The LH hypersecretion by the pituitary gland also induces ovary dysfunction and enhances hypersecretion of androgen in the theca cells in ovarian follicle [2], thus inducing hyperandrogenism both in the circulation and ovary. The remarkable female predominance of autoimmune diseases has suggested the immunosuppressive effects of androgens [29], while other investigators reported a direct proinflammatory effect of androgens on mononuclear cell [30, 31]. Despite a documented role of androgen as an immunoregulator with organ-specific manner, the potential role of hyperandrogenism on the immune response, especially innate immune response of ovary, has never been fully illustrated. PCOS is characterized by a chronic inflammatory state both in circulation [28, 32] and ovaries [33]. Ovary acts as the main androgen supplier in women, and is also an androgen-sensitive tissue [34]. Studies have indicated that androgen excess in vivo and in vitro induces a proinflammatory response in PCOS women [35, 36]. In our study, the univariable association analysis and multivariable regression analysis revealed remarkable positive associations between follicular PTX3 level and ovarian androstenedione concentration. The finding suggests that ovarian hyperandrogenism might be the causation of elevated PTX3 in the follicle. Ptx3 expression in the follicle cells is regulated by growth differentiation factor 9, which is regulated by androgen/androgen receptor [37]. The RNA-seq data indicated the upregulation of PTX3 in follicle cells from PCOS women is associated with hyperandrogenism [4]. However, there is no available data on the direct effect of androgens on PTX3 production. Further studies are warranted to clarify the potential role of endocrine mediators in the development of higher PTX3 in the ovary.

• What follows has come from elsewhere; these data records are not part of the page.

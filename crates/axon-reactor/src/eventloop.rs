use std::{
    any::Any,
    collections::VecDeque,
    sync::{
        Arc, Mutex,
        atomic::{AtomicBool, Ordering},
    },
};

use axon_signal::Signal;
use axon_timing::Timespan;

use crate::{ReactorError, Selector, WakeHandle};

/// A queued cross-thread event. Handlers downcast to the concrete type
/// they understand.
pub type Event = Box<dyn Any + Send>;

struct QueueShared {
    normal: Mutex<VecDeque<Event>>,
    priority: Mutex<VecDeque<Event>>,
    exit: AtomicBool,
}

/// Thread-safe producer half of an [`EventLoop`].
#[derive(Clone)]
pub struct EventSender {
    queue: Arc<QueueShared>,
    wake: WakeHandle,
}

impl EventSender {
    /// Enqueues an event and wakes the loop.
    pub fn commit(&self, event: Event) {
        self.queue.normal.lock().unwrap().push_back(event);
        let _ = self.wake.wake();
    }

    /// Enqueues an event ahead of all normal events of the next batch.
    pub fn commit_priority(&self, event: Event) {
        self.queue.priority.lock().unwrap().push_back(event);
        let _ = self.wake.wake();
    }

    /// Asks the loop to leave [`EventLoop::run`] after the current batch.
    pub fn exit(&self) {
        self.queue.exit.store(true, Ordering::Release);
        let _ = self.wake.wake();
    }
}

/// A selector paired with a cross-thread event queue.
///
/// Other threads commit events through an [`EventSender`]; the loop thread
/// dispatches them through [`event_received`](Self::event_received) in
/// submission order, priority events first within a batch.
pub struct EventLoop {
    selector: Selector,
    queue: Arc<QueueShared>,
    /// Dispatches each queued event on the loop thread.
    pub event_received: Signal<dyn Any>,
}

impl EventLoop {
    pub fn new() -> Result<Self, ReactorError> {
        let selector = Selector::new()?;
        Ok(EventLoop {
            selector,
            queue: Arc::new(QueueShared {
                normal: Mutex::new(VecDeque::new()),
                priority: Mutex::new(VecDeque::new()),
                exit: AtomicBool::new(false),
            }),
            event_received: Signal::new(),
        })
    }

    pub fn selector(&self) -> &Selector {
        &self.selector
    }

    pub fn event_sender(&self) -> EventSender {
        EventSender { queue: Arc::clone(&self.queue), wake: self.selector.wake_handle() }
    }

    /// Dispatches the events queued so far. Events committed while the
    /// batch runs are kept for the next batch.
    pub fn process_events(&self) {
        let mut batch: VecDeque<Event> = std::mem::take(&mut *self.queue.priority.lock().unwrap());
        batch.append(&mut self.queue.normal.lock().unwrap());
        for event in batch {
            self.event_received.send(&*event);
        }
    }

    pub fn exit_requested(&self) -> bool {
        self.queue.exit.load(Ordering::Acquire)
    }

    /// Runs until [`EventSender::exit`] is called.
    pub fn run(&self) -> Result<(), ReactorError> {
        while !self.exit_requested() {
            self.selector.wait(None)?;
            self.process_events();
        }
        Ok(())
    }

    /// Runs one iteration with a timeout; used by tests and by callers
    /// embedding the loop.
    pub fn run_once(&self, timeout: Option<Timespan>) -> Result<bool, ReactorError> {
        let fired = self.selector.wait(timeout)?;
        self.process_events();
        Ok(fired)
    }
}

#[cfg(test)]
mod tests {
    use std::{cell::RefCell, rc::Rc, thread};

    use super::*;

    #[test]
    fn events_in_submission_order() {
        let lp = EventLoop::new().unwrap();
        let seen = Rc::new(RefCell::new(Vec::new()));
        {
            let seen = Rc::clone(&seen);
            lp.event_received.connect(move |ev: &dyn Any| {
                if let Some(n) = ev.downcast_ref::<u32>() {
                    seen.borrow_mut().push(*n);
                }
            });
        }

        let tx = lp.event_sender();
        tx.commit(Box::new(1u32));
        tx.commit(Box::new(2u32));
        tx.commit(Box::new(3u32));

        lp.run_once(Some(Timespan::from_millis(100))).unwrap();
        assert_eq!(*seen.borrow(), vec![1, 2, 3]);
    }

    #[test]
    fn priority_events_precede_normal() {
        let lp = EventLoop::new().unwrap();
        let seen = Rc::new(RefCell::new(Vec::new()));
        {
            let seen = Rc::clone(&seen);
            lp.event_received.connect(move |ev: &dyn Any| {
                if let Some(s) = ev.downcast_ref::<&str>() {
                    seen.borrow_mut().push(*s);
                }
            });
        }

        let tx = lp.event_sender();
        tx.commit(Box::new("normal"));
        tx.commit_priority(Box::new("urgent"));

        lp.run_once(Some(Timespan::from_millis(100))).unwrap();
        assert_eq!(*seen.borrow(), vec!["urgent", "normal"]);
    }

    #[test]
    fn run_exits_on_request() {
        let lp = EventLoop::new().unwrap();
        let tx = lp.event_sender();

        let t = thread::spawn(move || {
            thread::sleep(std::time::Duration::from_millis(10));
            tx.exit();
        });

        lp.run().unwrap();
        t.join().unwrap();
    }

    #[test]
    fn commit_from_other_thread_wakes_loop() {
        let lp = EventLoop::new().unwrap();
        let seen = Rc::new(RefCell::new(0u32));
        {
            let seen = Rc::clone(&seen);
            lp.event_received.connect(move |ev: &dyn Any| {
                if ev.downcast_ref::<u32>().is_some() {
                    *seen.borrow_mut() += 1;
                }
            });
        }

        let tx = lp.event_sender();
        let t = thread::spawn(move || {
            thread::sleep(std::time::Duration::from_millis(10));
            tx.commit(Box::new(9u32));
        });

        let fired = lp.run_once(Some(Timespan::from_secs(5))).unwrap();
        t.join().unwrap();
        assert!(fired);
        assert_eq!(*seen.borrow(), 1);
    }
}
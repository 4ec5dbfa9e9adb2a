use crate::SerError;

fn is_var_char(ch: char) -> bool {
    ch.is_ascii_alphanumeric() || ch == '_'
}

fn fail(offset: usize, message: impl Into<String>) -> SerError {
    SerError::parse("env-subst", offset, message)
}

/// Expands environment references in `input` using `lookup`.
///
/// Supported forms: `$VAR`, `${VAR}` and `${VAR:-default}`; the default
/// may itself contain references. A backslash escapes the next character.
/// Unset variables expand to nothing (unless a default is given).
pub fn env_subst_with<F>(input: &str, lookup: &F) -> Result<String, SerError>
where
    F: Fn(&str) -> Option<String>,
{
    let chars: Vec<char> = input.chars().collect();
    let mut out = String::with_capacity(input.len());
    let mut i = 0;
    while i < chars.len() {
        match chars[i] {
            '\\' => {
                i += 1;
                match chars.get(i) {
                    Some(&c) => {
                        out.push(c);
                        i += 1;
                    }
                    None => return Err(fail(i, "unexpected end after backslash")),
                }
            }
            '$' => {
                i += 1;
                match chars.get(i) {
                    Some('{') => {
                        i += 1;
                        let start = i;
                        // variable name runs to '}' or ':'
                        while i < chars.len() && chars[i] != '}' && chars[i] != ':' {
                            i += 1;
                        }
                        if i == chars.len() {
                            return Err(fail(i, "unexpected end inside ${}"));
                        }
                        let name: String = chars[start..i].iter().collect();
                        if chars[i] == '}' {
                            i += 1;
                            match lookup(&name) {
                                Some(v) => out.push_str(&v),
                                None => tracing::debug!(var = %name, "envvar is not set"),
                            }
                        } else {
                            // after ':' only the ":-" operator exists
                            i += 1;
                            if chars.get(i) != Some(&'-') {
                                return Err(fail(
                                    i,
                                    format!(
                                        "invalid substitution operator {}",
                                        chars.get(i).copied().unwrap_or(' ')
                                    ),
                                ));
                            }
                            i += 1;
                            // default value runs to the matching '}'
                            let start = i;
                            let mut depth = 0usize;
                            loop {
                                match chars.get(i) {
                                    None => return Err(fail(i, "unexpected end inside ${}")),
                                    Some('{') => depth += 1,
                                    Some('}') if depth == 0 => break,
                                    Some('}') => depth -= 1,
                                    Some(_) => {}
                                }
                                i += 1;
                            }
                            let default: String = chars[start..i].iter().collect();
                            i += 1;
                            match lookup(&name) {
                                Some(v) => out.push_str(&v),
                                // the default may itself substitute
                                None => out.push_str(&env_subst_with(&default, lookup)?),
                            }
                        }
                    }
                    Some(&c) if is_var_char(c) => {
                        let start = i;
                        while i < chars.len() && is_var_char(chars[i]) {
                            i += 1;
                        }
                        let name: String = chars[start..i].iter().collect();
                        if let Some(v) = lookup(&name) {
                            out.push_str(&v);
                        }
                    }
                    _ => return Err(fail(i, "expected an environment variable name")),
                }
            }
            c => {
                out.push(c);
                i += 1;
            }
        }
    }
    Ok(out)
}

/// [`env_subst_with`] against the process environment.
pub fn env_subst(input: &str) -> Result<String, SerError> {
    env_subst_with(input, &|name| std::env::var(name).ok())
}

#[cfg(test)]
mod tests {
    use super::*;

    fn lookup(name: &str) -> Option<String> {
        match name {
            "HOME" => Some("/home/me".to_string()),
            "PORT" => Some("8080".to_string()),
            "EMPTY" => Some(String::new()),
            _ => None,
        }
    }

    #[test]
    fn bare_and_braced() {
        assert_eq!(env_subst_with("$HOME/x", &lookup).unwrap(), "/home/me/x");
        assert_eq!(env_subst_with("${HOME}dir", &lookup).unwrap(), "/home/medir");
        assert_eq!(env_subst_with("port=$PORT.", &lookup).unwrap(), "port=8080.");
    }

    #[test]
    fn unset_expands_to_nothing() {
        assert_eq!(env_subst_with("a${NOPE}b", &lookup).unwrap(), "ab");
        assert_eq!(env_subst_with("a$NOPE b", &lookup).unwrap(), "a b");
    }

    #[test]
    fn defaults() {
        assert_eq!(env_subst_with("${NOPE:-fallback}", &lookup).unwrap(), "fallback");
        assert_eq!(env_subst_with("${PORT:-9}", &lookup).unwrap(), "8080");
        // empty-but-set suppresses the default
        assert_eq!(env_subst_with("${EMPTY:-x}", &lookup).unwrap(), "");
    }

    #[test]
    fn nested_default() {
        assert_eq!(env_subst_with("${NOPE:-${PORT}}", &lookup).unwrap(), "8080");
        assert_eq!(env_subst_with("${NOPE:-${ALSO_NOPE:-deep}}", &lookup).unwrap(), "deep");
    }

    #[test]
    fn backslash_escapes() {
        assert_eq!(env_subst_with("\\$HOME", &lookup).unwrap(), "$HOME");
        assert_eq!(env_subst_with("a\\\\b", &lookup).unwrap(), "a\\b");
    }

    #[test]
    fn errors() {
        assert!(env_subst_with("$", &lookup).is_err());
        assert!(env_subst_with("${OOPS", &lookup).is_err());
        assert!(env_subst_with("${X:+y}", &lookup).is_err());
        assert!(env_subst_with("trailing\\", &lookup).is_err());
    }
}
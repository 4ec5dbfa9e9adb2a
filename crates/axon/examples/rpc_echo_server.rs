//! Binary-RPC echo server. Run the client from `rpc_echo_client.rs`
//! against it.

use axon::{
    reactor::Selector,
    rpc::{BinRpcServer, RemoteError, Service},
    timing::Timespan,
};

fn main() {
    tracing_subscriber::fmt().init();

    let mut service = Service::new();
    service.register_fn1("echo", |msg: String| Ok(msg)).unwrap();
    service.register_fn2("add", |a: i64, b: i64| Ok(a + b)).unwrap();
    service
        .register_fn2("div", |a: f64, b: f64| {
            if b == 0.0 {
                Err(RemoteError::remote(1, "division by zero"))
            } else {
                Ok(a / b)
            }
        })
        .unwrap();

    let selector = Selector::new().expect("selector");
    let server = BinRpcServer::new(&selector, service);
    server.listen("0.0.0.0:7002").expect("listen");

    loop {
        selector.wait(Some(Timespan::from_secs(10))).expect("wait");
    }
}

There are several limitations and considerations with regard to the present study. All the enrolled subjects were undergoing assisted reproductive medicine and all the samples were collected after some drug administration. Secondly, the subjects enrolled in our study were non-obese, so it is worth further verification in both obese and non-obese subjects, or other ethnic groups should be undertaken with caution. What’s more, the enrolled samples were all from luteinized follicles. Therefore, it is of significance to further confirm our findings in unstimulated and non-luteinized follicular fluid, and also this can be further carried out in animal study.